Collected data entries

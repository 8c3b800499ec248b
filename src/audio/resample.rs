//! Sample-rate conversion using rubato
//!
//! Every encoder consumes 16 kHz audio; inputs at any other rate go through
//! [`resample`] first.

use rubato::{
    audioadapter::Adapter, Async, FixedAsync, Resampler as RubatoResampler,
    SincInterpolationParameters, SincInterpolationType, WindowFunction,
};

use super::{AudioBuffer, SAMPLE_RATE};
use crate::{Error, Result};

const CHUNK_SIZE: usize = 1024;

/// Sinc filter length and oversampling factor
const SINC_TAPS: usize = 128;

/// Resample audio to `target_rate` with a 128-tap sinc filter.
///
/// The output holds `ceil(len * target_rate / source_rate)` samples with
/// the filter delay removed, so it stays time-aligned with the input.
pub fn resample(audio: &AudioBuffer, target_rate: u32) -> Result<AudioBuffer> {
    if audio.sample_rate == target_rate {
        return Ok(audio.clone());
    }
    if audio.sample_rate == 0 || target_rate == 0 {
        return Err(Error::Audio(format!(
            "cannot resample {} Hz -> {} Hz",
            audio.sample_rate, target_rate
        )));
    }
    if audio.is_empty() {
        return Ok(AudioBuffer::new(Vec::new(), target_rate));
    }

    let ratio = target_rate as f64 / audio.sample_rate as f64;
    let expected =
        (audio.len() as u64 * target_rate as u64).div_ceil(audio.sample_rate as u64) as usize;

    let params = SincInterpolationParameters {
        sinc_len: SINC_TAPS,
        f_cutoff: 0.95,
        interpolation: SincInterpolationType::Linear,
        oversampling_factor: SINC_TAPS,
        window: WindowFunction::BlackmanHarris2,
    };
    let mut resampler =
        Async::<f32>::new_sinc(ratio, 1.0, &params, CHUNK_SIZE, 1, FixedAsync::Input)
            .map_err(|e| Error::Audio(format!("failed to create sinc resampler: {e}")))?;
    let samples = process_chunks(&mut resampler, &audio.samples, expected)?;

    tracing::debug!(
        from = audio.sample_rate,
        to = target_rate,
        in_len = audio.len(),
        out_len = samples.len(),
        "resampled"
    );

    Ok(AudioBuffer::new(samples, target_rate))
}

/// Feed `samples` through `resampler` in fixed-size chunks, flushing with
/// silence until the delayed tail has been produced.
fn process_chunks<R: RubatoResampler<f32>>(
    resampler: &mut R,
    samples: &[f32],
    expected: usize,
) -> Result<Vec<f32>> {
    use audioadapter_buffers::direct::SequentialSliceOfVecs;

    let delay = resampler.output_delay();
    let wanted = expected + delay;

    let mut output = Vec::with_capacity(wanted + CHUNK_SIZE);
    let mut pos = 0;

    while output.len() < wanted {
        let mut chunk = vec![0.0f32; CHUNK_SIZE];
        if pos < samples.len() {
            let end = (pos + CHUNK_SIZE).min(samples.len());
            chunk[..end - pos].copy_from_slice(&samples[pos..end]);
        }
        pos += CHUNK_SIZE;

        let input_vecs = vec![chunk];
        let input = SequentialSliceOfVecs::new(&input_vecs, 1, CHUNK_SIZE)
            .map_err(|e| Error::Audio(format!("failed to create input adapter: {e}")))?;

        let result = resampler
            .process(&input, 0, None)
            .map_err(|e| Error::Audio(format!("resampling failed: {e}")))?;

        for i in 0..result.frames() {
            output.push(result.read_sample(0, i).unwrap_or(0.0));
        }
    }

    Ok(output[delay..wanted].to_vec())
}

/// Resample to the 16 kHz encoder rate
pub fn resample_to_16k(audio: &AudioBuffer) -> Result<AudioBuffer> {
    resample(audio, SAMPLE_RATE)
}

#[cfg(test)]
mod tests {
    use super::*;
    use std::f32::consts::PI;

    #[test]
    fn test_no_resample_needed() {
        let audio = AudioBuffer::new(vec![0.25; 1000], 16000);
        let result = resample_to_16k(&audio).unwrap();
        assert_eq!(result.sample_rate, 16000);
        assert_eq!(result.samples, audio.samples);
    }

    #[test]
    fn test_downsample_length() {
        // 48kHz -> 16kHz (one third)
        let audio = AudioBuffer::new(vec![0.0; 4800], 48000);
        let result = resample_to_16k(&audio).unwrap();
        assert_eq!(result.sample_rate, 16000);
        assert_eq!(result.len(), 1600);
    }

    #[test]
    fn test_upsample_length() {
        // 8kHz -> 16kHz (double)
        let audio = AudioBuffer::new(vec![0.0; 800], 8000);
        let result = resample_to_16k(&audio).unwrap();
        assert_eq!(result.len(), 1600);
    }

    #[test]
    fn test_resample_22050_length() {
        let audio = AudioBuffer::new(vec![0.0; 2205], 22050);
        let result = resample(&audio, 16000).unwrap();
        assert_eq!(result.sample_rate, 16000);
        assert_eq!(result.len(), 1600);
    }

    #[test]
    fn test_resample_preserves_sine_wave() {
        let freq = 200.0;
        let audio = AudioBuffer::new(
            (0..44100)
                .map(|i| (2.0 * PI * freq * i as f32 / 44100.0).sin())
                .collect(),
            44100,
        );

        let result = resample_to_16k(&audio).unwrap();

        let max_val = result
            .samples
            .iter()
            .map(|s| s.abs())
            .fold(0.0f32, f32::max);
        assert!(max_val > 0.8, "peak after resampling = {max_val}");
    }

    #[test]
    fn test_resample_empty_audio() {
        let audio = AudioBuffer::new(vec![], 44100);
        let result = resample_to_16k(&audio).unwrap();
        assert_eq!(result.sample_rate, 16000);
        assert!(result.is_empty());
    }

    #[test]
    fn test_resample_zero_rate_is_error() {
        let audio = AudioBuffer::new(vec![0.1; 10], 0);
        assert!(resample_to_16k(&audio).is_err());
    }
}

### Exercise instructions
Would you write out all of the data exactly as given?

### Task output
repository 8c3b800499ec248b
filename src/audio/resample.rs
//! Sample-rate conversion using rubato
//!
//! Every encoder consumes 16 kHz audio; inputs at any other rate go through
//! [`resample`] first.

use rubato::{
    audioadapter::Adapter, Async, FixedAsync, Resampler as RubatoResampler,
    SincInterpolationParameters, SincInterpolationType, WindowFunction,
};

use super::{AudioBuffer, SAMPLE_RATE};
use crate::{Error, Result};

const CHUNK_SIZE: usize = 1024;

/// Sinc filter length and oversampling factor
const SINC_TAPS: usize = 128;

/// Resample audio to `target_rate` with a 128-tap sinc filter.
///
/// The output holds `ceil(len * target_rate / source_rate)` samples with
/// the filter delay removed, so it stays time-aligned with the input.
pub fn resample(audio: &AudioBuffer, target_rate: u32) -> Result<AudioBuffer> {
    if audio.sample_rate == target_rate {
        return Ok(audio.clone());
    }
    if audio.sample_rate == 0 || target_rate == 0 {
        return Err(Error::Audio(format!(
            "cannot resample {} Hz -> {} Hz",
            audio.sample_rate, target_rate
        )));
    }
    if audio.is_empty() {
        return Ok(AudioBuffer::new(Vec::new(), target_rate));
    }

    let ratio = target_rate as f64 / audio.sample_rate as f64;
    let expected =
        (audio.len() as u64 * target_rate as u64).div_ceil(audio.sample_rate as u64) as usize;

    let params = SincInterpolationParameters {
        sinc_len: SINC_TAPS,
        f_cutoff: 0.95,
        interpolation: SincInterpolationType::Linear,
        oversampling_factor: SINC_TAPS,
        window: WindowFunction::BlackmanHarris2,
    };
    let mut resampler =
        Async::<f32>::new_sinc(ratio, 1.0, &params, CHUNK_SIZE, 1, FixedAsync::Input)
            .map_err(|e| Error::Audio(format!("failed to create sinc resampler: {e}")))?;
    let samples = process_chunks(&mut resampler, &audio.samples, expected)?;

    tracing::debug!(
        from = audio.sample_rate,
        to = target_rate,
        in_len = audio.len(),
        out_len = samples.len(),
        "resampled"
    );

    Ok(AudioBuffer::new(samples, target_rate))
}

/// Feed `samples` through `resampler` in fixed-size chunks, flushing with
/// silence until the delayed tail has been produced.
fn process_chunks<R: RubatoResampler<f32>>(
    resampler: &mut R,
    samples: &[f32],
    expected: usize,
) -> Result<Vec<f32>> {
    use audioadapter_buffers::direct::SequentialSliceOfVecs;

    let delay = resampler.output_delay();
    let wanted = expected + delay;

    let mut output = Vec::with_capacity(wanted + CHUNK_SIZE);
    let mut pos = 0;

    while output.len() < wanted {
        let mut chunk = vec![0.0f32; CHUNK_SIZE];
        if pos < samples.len() {
            let end = (pos + CHUNK_SIZE).min(samples.len());
            chunk[..end - pos].copy_from_slice(&samples[pos..end]);
        }
        pos += CHUNK_SIZE;

        let input_vecs = vec![chunk];
        let input = SequentialSliceOfVecs::new(&input_vecs, 1, CHUNK_SIZE)
            .map_err(|e| Error::Audio(format!("failed to create input adapter: {e}")))?;

        let result = resampler
            .process(&input, 0, None)
            .map_err(|e| Error::Audio(format!("resampling failed: {e}")))?;

        for i in 0..result.frames() {
            output.push(result.read_sample(0, i).unwrap_or(0.0));
        }
    }

    Ok(output[delay..wanted].to_vec())
}

/// Resample to the 16 kHz encoder rate
pub fn resample_to_16k(audio: &AudioBuffer) -> Result<AudioBuffer> {
    resample(audio, SAMPLE_RATE)
}

#[cfg(test)]
mod tests {
    use super::*;
    use std::f32::consts::PI;

    #[test]
    fn test_no_resample_needed() {
        let audio = AudioBuffer::new(vec![0.25; 1000], 16000);
        let result = resample_to_16k(&audio).unwrap();
        assert_eq!(result.sample_rate, 16000);
        assert_eq!(result.samples, audio.samples);
    }

    #[test]
    fn test_downsample_length() {
        // 48kHz -> 16kHz (one third)
        let audio = AudioBuffer::new(vec![0.0; 4800], 48000);
        let result = resample_to_16k(&audio).unwrap();
        assert_eq!(result.sample_rate, 16000);
        assert_eq!(result.len(), 1600);
    }

    #[test]
    fn test_upsample_length() {
        // 8kHz -> 16kHz (double)
        let audio = AudioBuffer::new(vec![0.0; 800], 8000);
        let result = resample_to_16k(&audio).unwrap();
        assert_eq!(result.len(), 1600);
    }

    #[test]
    fn test_resample_22050_length() {
        let audio = AudioBuffer::new(vec![0.0; 2205], 22050);
        let result = resample(&audio, 16000).unwrap();
        assert_eq!(result.sample_rate, 16000);
        assert_eq!(result.len(), 1600);
    }

    #[test]
    fn test_resample_preserves_sine_wave() {
        let freq = 200.0;
        let audio = AudioBuffer::new(
            (0..44100)
                .map(|i| (2.0 * PI * freq * i as f32 / 44100.0).sin())
                .collect(),
            44100,
        );

        let result = resample_to_16k(&audio).unwrap();

        let max_val = result
            .samples
            .iter()
            .map(|s| s.abs())
            .fold(0.0f32, f32::max);
        assert!(max_val > 0.8, "peak after resampling = {max_val}");
    }

    #[test]
    fn test_resample_empty_audio() {
        let audio = AudioBuffer::new(vec![], 44100);
        let result = resample_to_16k(&audio).unwrap();
        assert_eq!(result.sample_rate, 16000);
        assert!(result.is_empty());
    }

    #[test]
    fn test_resample_zero_rate_is_error() {
        let audio = AudioBuffer::new(vec![0.1; 10], 0);
        assert!(resample_to_16k(&audio).is_err());
    }
}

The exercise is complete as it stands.